I recently read an article (paywall) in the WSJ about Paul Allen’s Vulcan initiative to curb illegal fishing. It’s insightful and sheds light on Big Data techniques to address societal problems. After thinking on the story, it struck me that it could be used as a pedagogical tool to synthesize data science with domain knowledge. To me, this stands as the biggest limitation of what I refer to as ‘data science thinking’– letting technical skills drive the analysis, only later incorporating domain understanding.

This post somewhat reads like a case note from business school and the idea is to get data scientists, product managers and engineers talking earlier on in the process. I’ve laid it out to provide sufficient context around illegal fishing and how one might develop models to answer the key business question: can illegal fishing be combatted through novel approaches?

Next I reframe the issue by considering how additional data can help narrow uncertainty and offer a fresh perspective on the problem. Finally, I seek to reconcile a science-driven approach with one that incorporates more domain thinking. I suggest the reader starts with the article (if you don’t have a sub, try Googling the article title and you might find it):

Context

Why do we care about illegal fishing and poaching? It raises multiple economic and environmental concerns:

Global seafood consumption per capita is at an all time high
Illegal fishing contributes to rapid depletion of fish stock
The UN’s Sustainable Development Goals make many nations treaty-bound
Around 20% of the global seafood catch is illegal, which has disproportionate impact on coastal and less diversified economies
Loss of jobs, taxable revenue, lax safety standards
Violence and international disputes

Monitoring/policing/enforcing illegal fishing activities is difficult for a variety of reasons:

No Registry: No unique vessel ownership IDs, leading to reflagging, renaming and other tricks to mask ship identity/activity (oddly the International Maritime Organization requires persistent IDs for other types seafaring vessels and is dragging its heels/anchor when it comes to fishing vessels)
Size: The oceans are very large and there is no magic technology to track assets
Rogue Actors: Non-signatories to illegal fishing regimes may harbor bad actors
Compliance: Enforcement activities are underfunded, lack centralization, training, etc…

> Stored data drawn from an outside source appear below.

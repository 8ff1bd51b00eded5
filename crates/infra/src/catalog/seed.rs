//! Demo catalog used when the service runs without a database.

use chrono::{DateTime, Utc};

use roofline_catalog::{BlogPost, Category, Location, PricingRecord, SolutionId};

struct Tier {
    id: &'static str,
    title: &'static str,
    category: Category,
    cash: f64,
    installments: f64,
    rank: i32,
    warranty_years: u32,
    description: &'static str,
}

const TIERS: &[Tier] = &[
    Tier {
        id: "manta-asfaltica",
        title: "Manta Asfáltica",
        category: Category::Concrete,
        cash: 89.9,
        installments: 107.9,
        rank: 1,
        warranty_years: 5,
        description: "Manta asfáltica aluminizada aplicada a maçarico sobre laje.",
    },
    Tier {
        id: "manta-liquida",
        title: "Manta Líquida",
        category: Category::Concrete,
        cash: 119.9,
        installments: 143.9,
        rank: 2,
        warranty_years: 8,
        description: "Membrana acrílica elástica em três demãos com tela de reforço.",
    },
    Tier {
        id: "telhado-termico",
        title: "Impermeabilização de Telhado",
        category: Category::Sheet,
        cash: 69.9,
        installments: 83.9,
        rank: 3,
        warranty_years: 5,
        description: "Revestimento térmico para telhas metálicas e de fibrocimento.",
    },
    Tier {
        id: "sistema-premium",
        title: "Sistema Premium",
        category: Category::Both,
        cash: 159.9,
        installments: 191.9,
        rank: 4,
        warranty_years: 12,
        description: "Poliuretano projetado com manta de reforço e pintura refletiva.",
    },
];

/// Regional price multipliers over the Campinas base.
const CITIES: &[(&str, f64)] = &[("Campinas", 1.0), ("Sorocaba", 1.05), ("Jundiaí", 1.03)];

pub fn pricing() -> Vec<PricingRecord> {
    let mut rows = Vec::with_capacity(TIERS.len() * CITIES.len());

    for (city, factor) in CITIES {
        for tier in TIERS {
            let Ok(internal_id) = SolutionId::parse(tier.id) else {
                continue;
            };
            rows.push(PricingRecord {
                internal_id,
                title: tier.title.to_string(),
                category: tier.category,
                price_per_area_cash: tier.cash * factor,
                price_per_area_installments: tier.installments * factor,
                order_rank: tier.rank,
                city: (*city).to_string(),
                description: Some(tier.description.to_string()),
                warranty_years: Some(tier.warranty_years),
                active: true,
            });
        }
    }

    rows
}

pub fn locations() -> Vec<Location> {
    let branch = |slug: &str, city: &str, state: &str, address: &str, phone: &str, coords: (f64, f64)| {
        Location {
            slug: slug.to_string(),
            city: city.to_string(),
            state: state.to_string(),
            address: address.to_string(),
            phone: phone.to_string(),
            whatsapp: Some(phone.chars().filter(char::is_ascii_digit).collect()),
            latitude: Some(coords.0),
            longitude: Some(coords.1),
            active: true,
        }
    };

    vec![
        branch(
            "campinas",
            "Campinas",
            "SP",
            "Av. Norte-Sul, 1500 - Cambuí",
            "(19) 3232-1000",
            (-22.8920, -47.0550),
        ),
        branch(
            "sorocaba",
            "Sorocaba",
            "SP",
            "Rua XV de Novembro, 420 - Centro",
            "(15) 3211-2000",
            (-23.5015, -47.4526),
        ),
        branch(
            "jundiai",
            "Jundiaí",
            "SP",
            "Av. Jundiaí, 980 - Anhangabaú",
            "(11) 4521-3000",
            (-23.1857, -46.8978),
        ),
        branch(
            "belo-horizonte",
            "Belo Horizonte",
            "MG",
            "Av. do Contorno, 6100 - Savassi",
            "(31) 3281-4000",
            (-19.9380, -43.9340),
        ),
    ]
}

pub fn posts() -> Vec<BlogPost> {
    let post = |slug: &str, title: &str, excerpt: &str, published: Option<&str>, tags: &[&str]| {
        BlogPost {
            slug: slug.to_string(),
            title: title.to_string(),
            excerpt: excerpt.to_string(),
            body: format!("{excerpt}\n\nFale com a nossa equipe para uma vistoria sem custo."),
            cover_url: None,
            published_at: published.and_then(parse_timestamp),
            tags: tags.iter().map(|t| (*t).to_string()).collect(),
        }
    };

    vec![
        post(
            "infiltracao-na-laje",
            "Infiltração na laje: como identificar",
            "Manchas, bolor e tinta descascando são os primeiros sinais.",
            Some("2025-03-10T12:00:00Z"),
            &["laje", "infiltracao"],
        ),
        post(
            "manta-asfaltica-ou-liquida",
            "Manta asfáltica ou manta líquida?",
            "Comparamos durabilidade, custo por m² e manutenção.",
            Some("2025-05-22T12:00:00Z"),
            &["manta", "comparativo"],
        ),
        post(
            "telhado-metalico-no-verao",
            "Telhado metálico no verão",
            "Revestimentos térmicos reduzem a temperatura interna.",
            Some("2025-08-04T12:00:00Z"),
            &["telhado", "conforto-termico"],
        ),
        post(
            "garantia-estendida",
            "Garantia estendida em todos os sistemas",
            "Rascunho.",
            None,
            &[],
        ),
    ]
}

fn parse_timestamp(raw: &str) -> Option<DateTime<Utc>> {
    DateTime::parse_from_rfc3339(raw)
        .ok()
        .map(|at| at.with_timezone(&Utc))
}

#[cfg(test)]
mod tests {
    use super::*;

    #[test]
    fn every_city_gets_every_tier() {
        let rows = pricing();
        assert_eq!(rows.len(), TIERS.len() * CITIES.len());
        assert!(rows.iter().all(|r| r.price_per_area_cash > 0.0));
    }

    #[test]
    fn seeded_posts_parse_their_dates() {
        let posts = posts();
        assert_eq!(posts.iter().filter(|p| p.published_at.is_some()).count(), 3);
    }
}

So, the overarching business issue is how to use data to best stop illegal fishing?

From the article:

Australian government scientists and Vulcan Inc., Mr. Allen’s private company, have developed a notification system that alerts authorities when suspected pirate vessels from West Africa arrive at ports on remote Pacific islands and South America.

The system, announced Sunday U.S. time, relies on anticollision transponders installed on nearly all oceangoing craft as a requirement under maritime law. These devices are detectable by satellite.

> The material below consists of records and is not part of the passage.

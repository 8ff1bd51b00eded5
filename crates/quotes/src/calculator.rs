use std::time::Duration;

use tracing::{debug, instrument, warn};

use roofline_catalog::{PricingRecord, PricingRepository, RepositoryError, SolutionId, same_city};
use roofline_core::{Money, RoofArea, round_half_up};

use crate::error::QuoteError;
use crate::quote::{Quote, QuoteTotals, UpsellOffer};

/// Minimum billable job size. No total is ever quoted below this.
pub const MIN_PRICE: Money = Money::new(5900);

/// The company's home region; its pricing stands in for cities without rows.
pub const DEFAULT_CITY: &str = "Campinas";

/// Upper bound on a single pricing lookup.
pub const DEFAULT_LOOKUP_TIMEOUT: Duration = Duration::from_secs(5);

#[derive(Debug, Clone, PartialEq, Eq)]
pub struct CalculatorSettings {
    pub default_city: String,
    pub lookup_timeout: Duration,
}

impl Default for CalculatorSettings {
    fn default() -> Self {
        Self {
            default_city: DEFAULT_CITY.to_string(),
            lookup_timeout: DEFAULT_LOOKUP_TIMEOUT,
        }
    }
}

/// Pricing rows resolved for a request, after the default-city fallback.
#[derive(Debug, Clone, PartialEq)]
pub struct CityPricing {
    pub requested_city: String,
    pub pricing_city: String,
    /// Ascending by `order_rank`.
    pub rows: Vec<PricingRecord>,
}

#[derive(Debug)]
enum LookupFailure {
    Empty,
    TimedOut,
    Repository(RepositoryError),
}

/// Quote calculator over an injected pricing repository.
///
/// Stateless apart from its settings; one instance serves concurrent requests.
#[derive(Debug, Clone)]
pub struct QuoteCalculator<R> {
    repo: R,
    settings: CalculatorSettings,
}

impl<R> QuoteCalculator<R>
where
    R: PricingRepository,
{
    pub fn new(repo: R) -> Self {
        Self::with_settings(repo, CalculatorSettings::default())
    }

    pub fn with_settings(repo: R, settings: CalculatorSettings) -> Self {
        Self { repo, settings }
    }

    /// Compute a quote for `area` m² of `solution_id` in `city`.
    ///
    /// `city` defaults to the configured default city when absent or blank.
    #[instrument(skip(self))]
    pub async fn compute_quote(
        &self,
        area: f64,
        solution_id: &str,
        city: Option<&str>,
    ) -> Result<Quote, QuoteError> {
        let area = RoofArea::new(area).map_err(|_| QuoteError::InvalidArea)?;
        let solution_id =
            SolutionId::parse(solution_id).map_err(|_| QuoteError::InvalidSolutionId)?;

        let pricing = self.pricing_for(city).await?;
        let quote = quote_from_rows(area, &solution_id, &pricing)?;

        debug!(
            pricing_city = %quote.pricing_city,
            total_cash = quote.totals.total_cash.units(),
            upsell = quote.upsell.as_ref().map(|u| u.internal_id.as_str()),
            "quote computed"
        );
        Ok(quote)
    }

    /// Resolve the pricing rows for `city`, falling back to the default city once.
    pub async fn pricing_for(&self, city: Option<&str>) -> Result<CityPricing, QuoteError> {
        let default_city = self.settings.default_city.as_str();
        let requested = city
            .map(str::trim)
            .filter(|c| !c.is_empty())
            .unwrap_or(default_city);

        let first_failure = match self.lookup(requested).await {
            Ok(rows) => {
                return Ok(CityPricing {
                    requested_city: requested.to_string(),
                    pricing_city: requested.to_string(),
                    rows,
                });
            }
            Err(failure) => failure,
        };

        if same_city(requested, default_city) {
            return Err(into_quote_error(first_failure, requested));
        }

        warn!(
            city = requested,
            default_city,
            reason = ?first_failure,
            "no usable pricing for city; falling back to default city"
        );

        match self.lookup(default_city).await {
            Ok(rows) => Ok(CityPricing {
                requested_city: requested.to_string(),
                pricing_city: default_city.to_string(),
                rows,
            }),
            Err(failure) => Err(into_quote_error(failure, requested)),
        }
    }

    async fn lookup(&self, city: &str) -> Result<Vec<PricingRecord>, LookupFailure> {
        let fetched = tokio::time::timeout(
            self.settings.lookup_timeout,
            self.repo.pricing_for_city(city),
        )
        .await;

        let mut rows = match fetched {
            Err(_elapsed) => return Err(LookupFailure::TimedOut),
            Ok(Err(e)) => return Err(LookupFailure::Repository(e)),
            Ok(Ok(rows)) if rows.is_empty() => return Err(LookupFailure::Empty),
            Ok(Ok(rows)) => rows,
        };

        // Stable: rows sharing a rank keep the repository's order.
        rows.sort_by_key(|r| r.order_rank);
        if rows.windows(2).any(|w| w[0].order_rank == w[1].order_rank) {
            debug!(city, "pricing rows share an order_rank; tie order is the repository's");
        }

        Ok(rows)
    }
}

fn into_quote_error(failure: LookupFailure, requested: &str) -> QuoteError {
    match failure {
        LookupFailure::Empty | LookupFailure::TimedOut => QuoteError::PricingUnavailable {
            city: requested.to_string(),
        },
        LookupFailure::Repository(e) => QuoteError::UpstreamFailure(e.to_string()),
    }
}

/// Build a quote from already-resolved pricing rows.
pub fn quote_from_rows(
    area: RoofArea,
    solution_id: &SolutionId,
    pricing: &CityPricing,
) -> Result<Quote, QuoteError> {
    let current = pricing
        .rows
        .iter()
        .find(|r| r.internal_id == *solution_id)
        .ok_or_else(|| QuoteError::SolutionNotFound {
            solution_id: solution_id.to_string(),
            city: pricing.pricing_city.clone(),
        })?;

    let totals = price_totals(area, current)?;

    let upsell = match find_upsell(&pricing.rows, current) {
        Some(candidate) => {
            let t = price_totals(area, candidate)?;
            Some(UpsellOffer {
                total_cash: t.total_cash,
                total_installments: t.total_installments,
                title: candidate.title.clone(),
                internal_id: candidate.internal_id.clone(),
            })
        }
        None => None,
    };

    Ok(Quote {
        solution_id: current.internal_id.clone(),
        title: current.title.clone(),
        area,
        requested_city: pricing.requested_city.clone(),
        pricing_city: pricing.pricing_city.clone(),
        totals,
        upsell,
    })
}

/// `max(round_half_up(area * unit_price), MIN_PRICE)` for both payment modes.
///
/// `RoofArea` is capped, so a unit price that cannot produce an amount
/// (negative, NaN, absurdly large) is bad data from the store and surfaces as
/// `UpstreamFailure`.
pub fn price_totals(area: RoofArea, record: &PricingRecord) -> Result<QuoteTotals, QuoteError> {
    let scale = |unit_price: f64| -> Result<Money, QuoteError> {
        round_half_up(area.square_meters() * unit_price)
            .map(|units| Money::new(units).max(MIN_PRICE))
            .ok_or_else(|| {
                QuoteError::UpstreamFailure(format!(
                    "unusable unit price {unit_price} for {}",
                    record.internal_id
                ))
            })
    };

    Ok(QuoteTotals {
        total_cash: scale(record.price_per_area_cash)?,
        total_installments: scale(record.price_per_area_installments)?,
    })
}

/// First row above `current` in rank whose category `current` may upgrade to.
///
/// `rows` must be ascending by `order_rank`. A row with the same rank is never
/// an upsell.
pub fn find_upsell<'a>(
    rows: &'a [PricingRecord],
    current: &PricingRecord,
) -> Option<&'a PricingRecord> {
    rows.iter().find(|r| {
        r.order_rank > current.order_rank && current.category.accepts_upgrade_to(r.category)
    })
}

A statistical model helps identify vessels whose transponders have been intentionally shut off. Other data identifies fishing boats that are loitering in risk areas, such as near national maritime boundaries.

The article references “anticollision transponders,” which is the AIS used by maritime traffic to monitor/track all passenger ships and most cargo. Then there’s the bit about “statistical models” which I suppose is some flavor of machine learning to estimate when a transponder is turned off and a vessel is engaged in nefarious activity. How the “notification system alerts authorities when suspected pirate vessels…arrive at ports” if AIS is not active is unclear. Likely predicting movement in some way.

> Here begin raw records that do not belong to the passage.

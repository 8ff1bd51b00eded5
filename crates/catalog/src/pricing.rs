use serde::{Deserialize, Serialize};

use roofline_core::{DomainError, DomainResult, Entity};

/// Stable product identifier (`internal_id`), unique within a city's rows.
#[derive(Debug, Clone, PartialEq, Eq, Hash, Serialize, Deserialize)]
#[serde(transparent)]
pub struct SolutionId(String);

impl SolutionId {
    /// Parse a caller-supplied id; blank ids are rejected.
    pub fn parse(raw: &str) -> DomainResult<Self> {
        let trimmed = raw.trim();
        if trimmed.is_empty() {
            return Err(DomainError::validation("solution id must not be empty"));
        }
        Ok(Self(trimmed.to_string()))
    }

    pub fn as_str(&self) -> &str {
        &self.0
    }
}

impl core::fmt::Display for SolutionId {
    fn fmt(&self, f: &mut core::fmt::Formatter<'_>) -> core::fmt::Result {
        f.write_str(&self.0)
    }
}

/// Roof-surface compatibility tag.
#[derive(Debug, Clone, Copy, PartialEq, Eq, Hash, Serialize, Deserialize)]
#[serde(rename_all = "lowercase")]
pub enum Category {
    /// Concrete slab roofs.
    Concrete,
    /// Metal/fiber-cement sheet roofs.
    Sheet,
    /// Works on either surface.
    Both,
}

impl Category {
    pub fn as_str(&self) -> &'static str {
        match self {
            Category::Concrete => "concrete",
            Category::Sheet => "sheet",
            Category::Both => "both",
        }
    }

    /// Whether a product tagged `candidate` may be offered as an upgrade over
    /// a product tagged `self`.
    pub fn accepts_upgrade_to(&self, candidate: Category) -> bool {
        candidate == *self || candidate == Category::Both
    }
}

impl core::str::FromStr for Category {
    type Err = DomainError;

    fn from_str(s: &str) -> Result<Self, Self::Err> {
        match s.trim().to_lowercase().as_str() {
            "concrete" => Ok(Category::Concrete),
            "sheet" => Ok(Category::Sheet),
            "both" => Ok(Category::Both),
            other => Err(DomainError::validation(format!(
                "category must be one of: concrete, sheet, both (got {other:?})"
            ))),
        }
    }
}

/// One product tier priced for one city.
#[derive(Debug, Clone, PartialEq, Serialize, Deserialize)]
pub struct PricingRecord {
    pub internal_id: SolutionId,
    pub title: String,
    pub category: Category,
    /// Currency per m², one-time payment.
    pub price_per_area_cash: f64,
    /// Currency per m², financed payment.
    pub price_per_area_installments: f64,
    /// Ascending tier order within a city (higher = more premium).
    pub order_rank: i32,
    pub city: String,
    #[serde(default)]
    pub description: Option<String>,
    #[serde(default)]
    pub warranty_years: Option<u32>,
    #[serde(default = "default_active")]
    pub active: bool,
}

fn default_active() -> bool {
    true
}

impl Entity for PricingRecord {
    type Id = SolutionId;

    fn id(&self) -> &Self::Id {
        &self.internal_id
    }
}

/// City names are matched trimmed and case-insensitively.
pub fn same_city(a: &str, b: &str) -> bool {
    a.trim().to_lowercase() == b.trim().to_lowercase()
}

“Other data identifies fishing boats that are loitering in risk areas” is vague but maybe of immense value– does this mean other vessels visually identifying a target, a super large-scale sort of geofence, satellite imagery or something else?

Is this information sufficient to know where and when illegal fishing occurs? With what level of confidence? And how can we test our predictions? And what about ‘the last mile’ of relaying this to local authorities– does that happen in real time or is there a (say) week lag, further impeding enforcement? To proceed we need to better understand what we do not know, clarify what we do know and make some informed assumptions about how ocean fishing works.

What We Don’t Know

The answers below are clearly knowable, but arriving at the questions is the hard/interesting part. The relevant unknowns I identified are:

How often is AIS relayed? Is it standard to have continuous broadcast or every x hours? Is the interval such that it will provide an area of uncertainty that is too vast to send maritime police to intercept?
How extensive is AIS coverage? Just because an illegally fishing vessel turns off his transponder doesn’t mean anybody will know. Knowing which swaths of the earth are covered and how frequently they are refreshed by satellites is crucial info. To reiterate, the earth is a big place.
Are AIS messages authentic/legitimate? AIS message types include a fair amount of metadata, some of which could be spoofed/incorrect in the hope of confusing enforcement regimes.
Why would AIS be inactive? Was the transponder turned off because of a technical issue (loss of power), inadvertent (not knowing you unplugged the radio) or something else (pirates)? While a ‘dark ship’ may not indicate nefarious activity, a broadcasting ship does not imply full compliance.
How Vulcan’s initiative fit with Leo’s World Fishing Watch or Pew’sProject Eyes On The Sea. From what I understand, all rely on AIS data but focus on different regions. I’d hope they collaborate on their different approaches but who knows.

Understanding Inputs

First, let’s look at (data) inputs. Below is a sample AIS message that has been formatted in JSON from source. The details don’t matter; essentially lng/lat is broadcast periodically with a bunch of attributes.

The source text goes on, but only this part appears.